Looking into the API changes first, here are the broad strokes of what would likely need changing:

Actions Plugin Api Paths

Important note: When introducing these new APIs we need to rename all fields in bodies need to be renamed from Camel Case to Snake Case as per our Style Guide. In the code they need to be renamed back to Camel Case.

  • POST /api/actions/action => /api/actions/connector
  • DELETE /api/actions/action/{id} => /api/actions/connector/{id}
  • GET /api/actions => /api/actions/connectors
  • GET /api/actions/action/{id} => /api/actions/connector/{id}
  • GET /api/actions/list_action_types => /api/actions/list_connector_types
  • PUT /api/actions/action/{id} => /api/actions/connector/{id}
  • POST /api/actions/action/{id}/_execute => /api/actions/connector/{id}/_execute
Alerts Plugin Api Paths

Important note: When introducing these new APIs we need to rename all fields in bodies need to be renamed from Camel Case to Snake Case as per our Style Guide. In the code they need to be renamed back to Camel Case.

This change will require changing the Alerts plugin back to it's original name of Alerting, as it becomes confusing with Alerts being renames Rules.
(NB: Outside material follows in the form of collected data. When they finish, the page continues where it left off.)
//! Error notification chain.
//!
//! Each connection owns an ordered chain of handlers that receive diagnostic
//! messages (failed attempts, rollback problems, notices about misuse). The most
//! recently registered handler sees a message first and decides whether older
//! handlers see it too. A message nobody consumes is logged at `warn` level.
//!
//! Registration returns an `ErrorHandlerGuard`; dropping the guard removes the
//! handler again, on every exit path including `?` and panics. A
//! `QuietErrorHandler` consumes everything, silencing a connection for the
//! guard's lifetime.

use std::sync::{Arc, Mutex, MutexGuard};
use tracing::warn;

/// Receiver of diagnostic messages.
pub trait ErrorHandler: Send + Sync {
    /// Handle a message. Return `true` to pass it on to older handlers,
    /// `false` to consume it.
    fn on_error(&self, message: &str) -> bool;
}

impl<F> ErrorHandler for F
where
    F: Fn(&str) -> bool + Send + Sync,
{
    fn on_error(&self, message: &str) -> bool {
        self(message)
    }
}

/// Handler that swallows every message.
#[derive(Debug, Clone, Copy, Default)]
pub struct QuietErrorHandler;

impl ErrorHandler for QuietErrorHandler {
    fn on_error(&self, _message: &str) -> bool {
        false
    }
}

struct Entry {
    id: u64,
    handler: Arc<dyn ErrorHandler>,
}

#[derive(Default)]
struct ChainState {
    /// Oldest first; the head of the chain is the last element.
    entries: Vec<Entry>,
    next_id: u64,
}

/// Handler chain owned by a connection.
///
/// Cloning yields another handle to the same chain.
#[derive(Clone)]
pub struct ErrorChain {
    owner: Arc<str>,
    state: Arc<Mutex<ChainState>>,
}

impl ErrorChain {
    /// Create an empty chain for the connection named `owner`.
    pub fn new(owner: impl Into<String>) -> Self {
        Self {
            owner: Arc::from(owner.into()),
            state: Arc::new(Mutex::new(ChainState::default())),
        }
    }

    fn lock(&self) -> MutexGuard<'_, ChainState> {
        // A handler that panicked cannot leave the Vec half-updated
        self.state.lock().unwrap_or_else(|e| e.into_inner())
    }

    /// Push `handler` as the new head of the chain.
    #[must_use = "the handler is removed as soon as the guard is dropped"]
    pub fn register<H>(&self, handler: H) -> ErrorHandlerGuard
    where
        H: ErrorHandler + 'static,
    {
        let mut state = self.lock();
        let id = state.next_id;
        state.next_id += 1;
        state.entries.push(Entry {
            id,
            handler: Arc::new(handler),
        });
        ErrorHandlerGuard {
            chain: self.clone(),
            id,
        }
    }

    /// Register a `QuietErrorHandler`.
    #[must_use = "the handler is removed as soon as the guard is dropped"]
    pub fn quiet(&self) -> ErrorHandlerGuard {
        self.register(QuietErrorHandler)
    }

    /// Number of registered handlers.
    pub fn depth(&self) -> usize {
        self.lock().entries.len()
    }

    /// Deliver `message` to the chain, newest handler first.
    ///
    /// Returns `true` if some handler consumed it.
    pub fn report(&self, message: &str) -> bool {
        // Snapshot so handlers may register or report without deadlocking
        let handlers: Vec<Arc<dyn ErrorHandler>> = self
            .lock()
            .entries
            .iter()
            .rev()
            .map(|e| Arc::clone(&e.handler))
            .collect();

        for handler in handlers {
            if !handler.on_error(message) {
                return true;
            }
        }

        warn!(connection_id = %self.owner, "{}", message.trim_end());
        false
    }

    fn remove(&self, id: u64) {
        let mut state = self.lock();
        match state.entries.iter().rposition(|e| e.id == id) {
            Some(pos) => {
                if pos + 1 != state.entries.len() {
                    warn!(
                        connection_id = %self.owner,
                        handler_id = id,
                        "Error handler released out of order"
                    );
                }
                state.entries.remove(pos);
            }
            None => warn!(
                connection_id = %self.owner,
                handler_id = id,
                "Error handler already released"
            ),
        }
    }
}

impl std::fmt::Debug for ErrorChain {
    fn fmt(&self, f: &mut std::fmt::Formatter<'_>) -> std::fmt::Result {
        f.debug_struct("ErrorChain")
            .field("owner", &self.owner)
            .field("depth", &self.depth())
            .finish()
    }
}

/// Scoped registration; the handler leaves the chain when this is dropped.
#[must_use = "the handler is removed as soon as the guard is dropped"]
pub struct ErrorHandlerGuard {
    chain: ErrorChain,
    id: u64,
}

impl ErrorHandlerGuard {
    /// Position-independent identifier of this registration.
    pub fn id(&self) -> u64 {
        self.id
    }
}

impl Drop for ErrorHandlerGuard {
    fn drop(&mut self) {
        self.chain.remove(self.id);
    }
}

impl std::fmt::Debug for ErrorHandlerGuard {
    fn fmt(&self, f: &mut std::fmt::Formatter<'_>) -> std::fmt::Result {
        f.debug_struct("ErrorHandlerGuard")
            .field("id", &self.id)
            .finish()
    }
}

#[cfg(test)]
mod tests {
    use super::*;
    use std::sync::atomic::{AtomicUsize, Ordering};

    fn collector() -> (Arc<Mutex<Vec<String>>>, impl ErrorHandler + 'static) {
        let seen = Arc::new(Mutex::new(Vec::new()));
        let sink = Arc::clone(&seen);
        let handler = move |msg: &str| {
            sink.lock().unwrap().push(msg.to_string());
            true
        };
        (seen, handler)
    }

    #[test]
    fn test_empty_chain_reports_unconsumed() {
        let chain = ErrorChain::new("c1");
        assert_eq!(chain.depth(), 0);
        assert!(!chain.report("nobody listens"));
    }

    #[test]
    fn test_newest_handler_sees_message_first() {
        let chain = ErrorChain::new("c1");
        let order = Arc::new(Mutex::new(Vec::new()));

        let o1 = Arc::clone(&order);
        let _old = chain.register(move |_: &str| {
            o1.lock().unwrap().push("old");
            true
        });
        let o2 = Arc::clone(&order);
        let _new = chain.register(move |_: &str| {
            o2.lock().unwrap().push("new");
            true
        });

        chain.report("hello");
        assert_eq!(*order.lock().unwrap(), vec!["new", "old"]);
    }

    #[test]
    fn test_consuming_handler_stops_propagation() {
        let chain = ErrorChain::new("c1");
        let (seen, handler) = collector();
        let _outer = chain.register(handler);
        let _quiet = chain.quiet();

        assert!(chain.report("suppressed"));
        assert!(seen.lock().unwrap().is_empty());
    }

    #[test]
    fn test_quiet_scope_restores_reporting() {
        let chain = ErrorChain::new("c1");
        let (seen, handler) = collector();
        let _outer = chain.register(handler);

        {
            let _quiet = chain.quiet();
            chain.report("hidden");
        }
        chain.report("visible");

        assert_eq!(*seen.lock().unwrap(), vec!["visible".to_string()]);
    }

    #[test]
    fn test_depth_restored_after_scope() {
        let chain = ErrorChain::new("c1");
        let before = chain.depth();
        {
            let _a = chain.quiet();
            let _b = chain.register(|_: &str| true);
            assert_eq!(chain.depth(), before + 2);
        }
        assert_eq!(chain.depth(), before);
    }

    #[test]
    fn test_depth_restored_after_error_propagation() {
        fn failing(chain: &ErrorChain) -> Result<(), String> {
            let _quiet = chain.quiet();
            Err("boom".to_string())?;
            Ok(())
        }

        let chain = ErrorChain::new("c1");
        assert!(failing(&chain).is_err());
        assert_eq!(chain.depth(), 0);
    }

    #[test]
    fn test_depth_restored_after_panic() {
        let chain = ErrorChain::new("c1");
        let inner = chain.clone();
        let result = std::panic::catch_unwind(move || {
            let _quiet = inner.quiet();
            panic!("unwinding");
        });
        assert!(result.is_err());
        assert_eq!(chain.depth(), 0);
    }

    #[test]
    fn test_out_of_order_release_removes_right_handler() {
        let chain = ErrorChain::new("c1");
        let calls = Arc::new(AtomicUsize::new(0));
        let c = Arc::clone(&calls);
        let first = chain.register(move |_: &str| {
            c.fetch_add(1, Ordering::SeqCst);
            true
        });
        let second = chain.quiet();

        drop(first);
        assert_eq!(chain.depth(), 1);
        assert!(chain.report("still quiet"));
        assert_eq!(calls.load(Ordering::SeqCst), 0);

        drop(second);
        assert_eq!(chain.depth(), 0);
    }

    #[test]
    fn test_clones_share_state() {
        let chain = ErrorChain::new("c1");
        let other = chain.clone();
        let _quiet = other.quiet();
        assert_eq!(chain.depth(), 1);
    }

    #[test]
    fn test_chains_are_independent() {
        let a = ErrorChain::new("a");
        let b = ErrorChain::new("b");
        let _quiet = a.quiet();
        assert!(a.report("x"));
        assert!(!b.report("x"));
        assert_eq!(b.depth(), 0);
    }

    #[test]
    fn test_handler_may_report_reentrantly() {
        let chain = ErrorChain::new("c1");
        let (seen, handler) = collector();
        let _base = chain.register(handler);
        let inner = chain.clone();
        let _relay = chain.register(move |msg: &str| {
            if msg == "outer" {
                let _quiet = inner.quiet();
                inner.report("nested");
            }
            true
        });

        chain.report("outer");
        assert_eq!(*seen.lock().unwrap(), vec!["outer".to_string()]);
        assert_eq!(chain.depth(), 2);
    }
}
  • POST /api/alerts/alert => /api/alerting/rule
  • GET /api/alerts/_find => /api/alerting/rules/_find
  • GET /api/alerts/alert/{id} => /api/alerting/rule/{id}
  • GET /api/alerts/alert/{id}/state => /api/alerting/rule/{id}/state
  • GET /api/alerts/alert/{id}/_instance_summary => /api/alerting/rule/{id}/_alert_summary
  • GET /api/alerts/list_alert_types => /api/alerting/list_rule_types
  • DELETE /api/alerts/alert/{id} => E /api/alerting/rule/{id}
  • PUT /api/alerts/alert/{id} => /api/alerting/rule/{id}
  • POST /api/alerts/alert/{id}/_enable => /api/alerting/rule/{id}/_enable
  • POST /api/alerts/alert/{id}/_disable => /api/alerting/rule/{id}/_disable
  • POST /api/alerts/alert/{id}/_mute_all => /api/alerting/rule/{id}/_mute_all
  • POST /api/alerts/alert/{alert_id}/alert_instance/{alert_instance_id}/_mute => /api/alerting/rule/{rule_id}/alert/{alert_id}/_mute
  • POST /api/alerts/alert/{id}/_unmute_all => /api/alerting/rule/{rule_id}/_unmute_all
  • POST /api/alerts/alert/{alertId}/alert_instance/{alert_instance_id}/_unmute => /api/alerting/rule/{rule_id}/alert/{alert_id}/_unmute
  • POST /api/alerts/alert/{id}/_update_api_key => /api/alerting/rule/{id}/_update_api_key
End to End testing

We have e2e tests over all our Api endpoints.
My suggestion is that we duplicate the basic CRUD legacy tests and keep them along side a copy that gets updates for the new type.
That way CRUD will be tested against both sets of endpoints (Alerts and Rules, Actions and Connectors) but we'll keep the more complicated suites that test Business Logic and Lifecycle as only one copy, which we will migrate to the new Apis.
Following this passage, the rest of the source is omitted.